Para ellos, la opinión pública dominante sobre el asunto se basa a menudo en falacias. Una es, por ejemplo, creer que la relación daño beneficio depende solamente de las características del producto. Otra es pensar las nuevas drogas son mas eficaces y seguras que las previas. Pero la más habitual es confiar en que un fármaco aprobado por la FDA ( lo que sería perfectamente extrapolables a las agencias europeas) excluye las posibilidades de que sea inefectivo o tengo efectos adversos.
La ley de beneficios inversos considera que las poblaciones en riesgo alto y bajo reciben diferentes grados de beneficios y daños por la administración de una droga.
La mayor oportunidad de beneficio de un fármaco está representada estadísticamente por el NNT ( Number needed to treat), y está concentrada entre los pacientes con síntomas más severos; de forma que si los fármacos se emplearan exclusivamente para aquellos pacientes severos en los que realmente son efectivos, diminuiría previsiblemente el porcentaje de efectos adversos.
Claro eso tiene un pequeño inconveniente, y es que se limitan las ventas del producto. Y ya se sabe que la avaricia acaba por romper el saco ( de la salud ajena, claro). Lo que convierte a un buen fármaco en uno peligroso resulta simplemente de ampliar su uso más allá de aquellas condiciones para las que existen pruebas de que es útil.
Brody y Light repasan los mecanismos más habitualmente empleados por la industria para ampliar sus beneficios y que clasifican en seis interesantes categorías:
Primero: disminuir los umbrales para el diagnóstico. Por ejemplo, reduciendo las cifras que etiquetan a alguien como hipertenso o diabético.
Segundo, apoyarse en medidas de resultados intermedios ( control de la hiperglucemia, disminución de las cifras de colesterol), en vez de utilizar medidas de resultados finales ( disminución de infartos de miocardio por ejemplo)
Tercero.
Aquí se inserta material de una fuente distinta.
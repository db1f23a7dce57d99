//! In-memory fakes for the session, navigation and API seams.

use std::cell::{Cell, RefCell};

use chrono::{DateTime, Duration, Utc};
use serde_json::json;

use crate::api::{Credentials, LoginResponse, MonitorApi};
use crate::error::{ApiError, Result, SessionError};
use crate::sensor::{SensorKind, SensorPayload, SensorReading};
use crate::session::{Navigate, Page, SessionStore};

#[derive(Default)]
pub struct MemoryStore {
    token: RefCell<Option<String>>,
    pub saves: RefCell<Vec<(String, Duration)>>,
    pub clears: Cell<usize>,
}

impl MemoryStore {
    pub fn with_token(token: &str) -> Self {
        let store = Self::default();
        *store.token.borrow_mut() = Some(token.to_string());
        store
    }
}

impl SessionStore for MemoryStore {
    fn token(&self) -> Option<String> {
        self.token.borrow().clone()
    }

    fn save(&self, token: &str, ttl: Duration) -> std::result::Result<(), SessionError> {
        *self.token.borrow_mut() = Some(token.to_string());
        self.saves.borrow_mut().push((token.to_string(), ttl));
        Ok(())
    }

    fn clear(&self) {
        *self.token.borrow_mut() = None;
        self.clears.set(self.clears.get() + 1);
    }
}

#[derive(Default)]
pub struct RecordingNav {
    visits: RefCell<Vec<Page>>,
}

impl RecordingNav {
    pub fn visits(&self) -> Vec<Page> {
        self.visits.borrow().clone()
    }
}

impl Navigate for RecordingNav {
    fn go_to(&self, page: Page) {
        self.visits.borrow_mut().push(page);
    }
}

/// Canned API answers; counts calls so tests can assert "no fetch issued".
pub struct FakeApi {
    pub login_result: Result<LoginResponse>,
    pub snapshot_result: Result<SensorPayload>,
    pub login_calls: RefCell<Vec<Credentials>>,
    pub snapshot_calls: Cell<usize>,
}

impl FakeApi {
    pub fn new(login_result: Result<LoginResponse>, snapshot_result: Result<SensorPayload>) -> Self {
        Self {
            login_result,
            snapshot_result,
            login_calls: RefCell::new(Vec::new()),
            snapshot_calls: Cell::new(0),
        }
    }

    pub fn with_login(result: Result<LoginResponse>) -> Self {
        Self::new(result, Err(ApiError::Status(500)))
    }

    pub fn with_snapshot(result: Result<SensorPayload>) -> Self {
        Self::new(Err(ApiError::Status(500)), result)
    }
}

impl MonitorApi for FakeApi {
    async fn login(&self, credentials: &Credentials) -> Result<LoginResponse> {
        self.login_calls.borrow_mut().push(credentials.clone());
        self.login_result.clone()
    }

    async fn snapshot(&self) -> Result<SensorPayload> {
        self.snapshot_calls.set(self.snapshot_calls.get() + 1);
        self.snapshot_result.clone()
    }
}

pub fn at(rfc3339: &str) -> DateTime<Utc> {
    DateTime::parse_from_rfc3339(rfc3339).unwrap().with_timezone(&Utc)
}

pub fn reading(kind: SensorKind, value: f64, recorded_at: &str) -> SensorReading {
    SensorReading {
        kind,
        value,
        recorded_at: at(recorded_at),
    }
}

/// A payload decoded from backend-shaped JSON.
pub fn payload(sensor: serde_json::Value, category: Option<&str>) -> SensorPayload {
    serde_json::from_value(json!({
        "sensor": sensor,
        "detail": {
            "ph": 7.1,
            "kekeruhan": 20.0,
            "skor": 85,
            "kategori": category,
            "createdAt": "2025-03-01T09:00:00Z",
        }
    }))
    .unwrap()
}
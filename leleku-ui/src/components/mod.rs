//! Reusable Dioxus RSX components for the Leleku pages.

mod card;
mod chart_container;
mod chart_header;
mod error_display;
mod loading_spinner;
mod page_header;
mod reading_card;
mod status_card;

pub use card::Card;
pub use chart_container::ChartContainer;
pub use chart_header::ChartHeader;
pub use error_display::ErrorDisplay;
pub use loading_spinner::LoadingSpinner;
pub use page_header::PageHeader;
pub use reading_card::ReadingCard;
pub use status_card::StatusCard;
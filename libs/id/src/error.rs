//! Error types for identifier validation.

use thiserror::Error;

/// Errors that can occur when validating identifiers.
#[derive(Debug, Error, Clone, PartialEq, Eq)]
pub enum IdError {
    /// The identifier is empty.
    #[error("identifier cannot be empty")]
    Empty,

    /// The identifier contains a character outside `[A-Za-z0-9_-]`.
    #[error("invalid character {character:?} at byte {position} in identifier '{value}'")]
    InvalidCharacter {
        value: String,
        character: char,
        position: usize,
    },

    /// The domain prefix is unusable.
    #[error("invalid domain prefix: {message}")]
    InvalidPrefix { message: String },
}

impl IdError {
    /// Returns true if this error indicates the input was empty.
    pub fn is_empty(&self) -> bool {
        matches!(self, IdError::Empty)
    }
}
Exagerar las aparentes ventajas en seguridad que aparentemente tienen los nuevos fármacos en comparación con los antiguos (como ocurre respecto a las supuestas ventajas de los nuevos antipsicóticos)
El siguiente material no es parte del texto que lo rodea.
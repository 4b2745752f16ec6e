//! converge-sim
//!
//! Serves the simulated control plane until Ctrl+C.

use anyhow::Result;
use converge_sim::SimConfig;
use tracing::info;
use tracing_subscriber::{layer::SubscriberExt, util::SubscriberInitExt, EnvFilter};

#[tokio::main]
async fn main() -> Result<()> {
    let config = SimConfig::from_env()?;

    // Prefer RUST_LOG, fall back to CONVERGE_SIM_LOG_LEVEL
    tracing_subscriber::registry()
        .with(EnvFilter::try_from_default_env().unwrap_or_else(|_| config.log_level.clone().into()))
        .with(tracing_subscriber::fmt::layer().json())
        .init();

    info!(
        listen_addr = %config.listen_addr,
        cells = config.cell_count,
        tick_ms = config.tick_interval.as_millis() as u64,
        "Starting converge simulator"
    );

    let sim = converge_sim::spawn(config).await?;

    tokio::signal::ctrl_c().await?;
    info!("Received shutdown signal");

    let timeout = std::time::Duration::from_secs(10);
    if tokio::time::timeout(timeout, sim.shutdown()).await.is_err() {
        tracing::warn!("Simulator did not shut down in time");
    }
    Ok(())
}
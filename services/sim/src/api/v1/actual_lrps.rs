//! Actual LRP endpoints.

use axum::{
    extract::{rejection::PathRejection, rejection::QueryRejection, Path, Query, State},
    http::StatusCode,
    routing::{get, post},
    Json, Router,
};
use converge_events::{ActualLrp, ActualLrpFilter, ListResponse};
use converge_id::ProcessGuid;

use crate::api::error::ApiError;
use crate::state::SimState;

pub fn routes() -> Router<SimState> {
    Router::new()
        .route("/", get(list_actual_lrps))
        .route("/{process_guid}/{index}", get(get_actual_lrp))
        .route("/{process_guid}/{index}/retire", post(retire_actual_lrp))
}

/// GET /v1/actual_lrps?domain=&process_guid=&index=
async fn list_actual_lrps(
    State(state): State<SimState>,
    query: Result<Query<ActualLrpFilter>, QueryRejection>,
) -> Result<Json<ListResponse<ActualLrp>>, ApiError> {
    let Query(filter) = query?;
    Ok(Json(ListResponse::new(
        state.read(|store| store.actual_lrps(&filter)),
    )))
}

/// GET /v1/actual_lrps/{process_guid}/{index}
async fn get_actual_lrp(
    State(state): State<SimState>,
    path: Result<Path<(ProcessGuid, i32)>, PathRejection>,
) -> Result<Json<ActualLrp>, ApiError> {
    let Path((guid, index)) = path?;
    Ok(Json(state.read(|store| store.actual_lrp(&guid, index))?))
}

/// POST /v1/actual_lrps/{process_guid}/{index}/retire
async fn retire_actual_lrp(
    State(state): State<SimState>,
    path: Result<Path<(ProcessGuid, i32)>, PathRejection>,
) -> Result<StatusCode, ApiError> {
    let Path((guid, index)) = path?;
    state.mutate(|store| store.retire_actual_lrp(&guid, index))?;
    Ok(StatusCode::NO_CONTENT)
}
Cuarto. Exagerar la efectividad del nuevo fármaco ( Inhibidores de la ciclo-oxigenasa 2 frente a Antinflamatorios no esteroideos clásicos ocultando los riesgos)
Quinto, crear nuevas enfermedades, desde la fobia social a la prediabetes pasando extravagancias de hoy que serán la enfermedad de mañana ( como el llamado Post Orgasmic Illness Syndrome al que se refería recientemente Fernando Comas).
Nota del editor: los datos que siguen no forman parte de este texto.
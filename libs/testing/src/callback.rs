//! Local HTTP receiver for task completion callbacks.

use std::io;
use std::net::SocketAddr;
use std::sync::atomic::{AtomicU32, Ordering};
use std::sync::{Arc, Mutex, PoisonError};

use axum::body::Bytes;
use axum::extract::State;
use axum::http::StatusCode;
use axum::routing::post;
use axum::Router;
use converge_events::Task;
use tokio::net::TcpListener;
use tokio::sync::oneshot;
use tracing::{debug, warn};

/// Path the receiver accepts deliveries on.
pub const CALLBACK_PATH: &str = "/callback";

#[derive(Default)]
struct CallbackState {
    fail_first: u32,
    attempts: AtomicU32,
    deliveries: Mutex<Vec<Task>>,
}

/// Records completion callbacks, rejecting the first `fail_first` attempts
/// with 503 so the caller's retry path is exercised.
///
/// The listener stays up across attempts and shuts down on drop.
pub struct CallbackReceiver {
    addr: SocketAddr,
    state: Arc<CallbackState>,
    shutdown_tx: Option<oneshot::Sender<()>>,
}

impl CallbackReceiver {
    pub async fn spawn(fail_first: u32) -> io::Result<Self> {
        let listener = TcpListener::bind("127.0.0.1:0").await?;
        let addr = listener.local_addr()?;
        let state = Arc::new(CallbackState {
            fail_first,
            ..Default::default()
        });

        let app = Router::new()
            .route(CALLBACK_PATH, post(receive))
            .with_state(Arc::clone(&state));

        let (shutdown_tx, shutdown_rx) = oneshot::channel::<()>();
        tokio::spawn(async move {
            let result = axum::serve(listener, app)
                .with_graceful_shutdown(async {
                    let _ = shutdown_rx.await;
                })
                .await;
            if let Err(e) = result {
                warn!(error = %e, "callback receiver stopped");
            }
        });

        debug!(%addr, fail_first, "callback receiver listening");
        Ok(Self {
            addr,
            state,
            shutdown_tx: Some(shutdown_tx),
        })
    }

    /// URL to put in a task's `completion_callback_url`.
    pub fn url(&self) -> String {
        format!("http://{}{}", self.addr, CALLBACK_PATH)
    }

    /// Every delivery attempt so far, rejected ones included.
    pub fn attempts(&self) -> u32 {
        self.state.attempts.load(Ordering::SeqCst)
    }

    /// Task bodies of accepted deliveries, in arrival order.
    pub fn deliveries(&self) -> Vec<Task> {
        self.state
            .deliveries
            .lock()
            .unwrap_or_else(PoisonError::into_inner)
            .clone()
    }
}

impl Drop for CallbackReceiver {
    fn drop(&mut self) {
        if let Some(tx) = self.shutdown_tx.take() {
            let _ = tx.send(());
        }
    }
}

async fn receive(State(state): State<Arc<CallbackState>>, body: Bytes) -> StatusCode {
    let attempt = state.attempts.fetch_add(1, Ordering::SeqCst) + 1;
    if attempt <= state.fail_first {
        debug!(attempt, "rejecting callback delivery");
        return StatusCode::SERVICE_UNAVAILABLE;
    }

    match serde_json::from_slice::<Task>(&body) {
        Ok(task) => {
            debug!(attempt, task_guid = %task.task_guid, "callback delivered");
            state
                .deliveries
                .lock()
                .unwrap_or_else(PoisonError::into_inner)
                .push(task);
            StatusCode::OK
        }
        Err(e) => {
            warn!(attempt, error = %e, "callback body is not a task");
            StatusCode::BAD_REQUEST
        }
    }
}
Y sexto. Fomentar usos no autorizados de fármacos.
Todo este laborioso y entretenido proceso sería imposible de realizar sin la “desinteresada” colaboración de tantos especialistas y pseudo especialistas ( lo que los ingleses llamaron General Practitioner with special interest y en España tiene un versión mucho más chusca con los aparentes “expertos” en todo tipo de enfermedades “respetables” que existen entre los médicos de familia).
Brody y Light proponen lógicamente actuar sobre esos seis puntos. Entre sus propuestas se encuentra el de limitar la aplicación de guías de práctica clínica a aquellas elaboradas por autores libres de intereses comerciales. O fomentar una cultura basada en nuevos códigos de valores en la relación con la industria como propone la National Physician Alliance.
A ver quien le pone el cascabel al gato.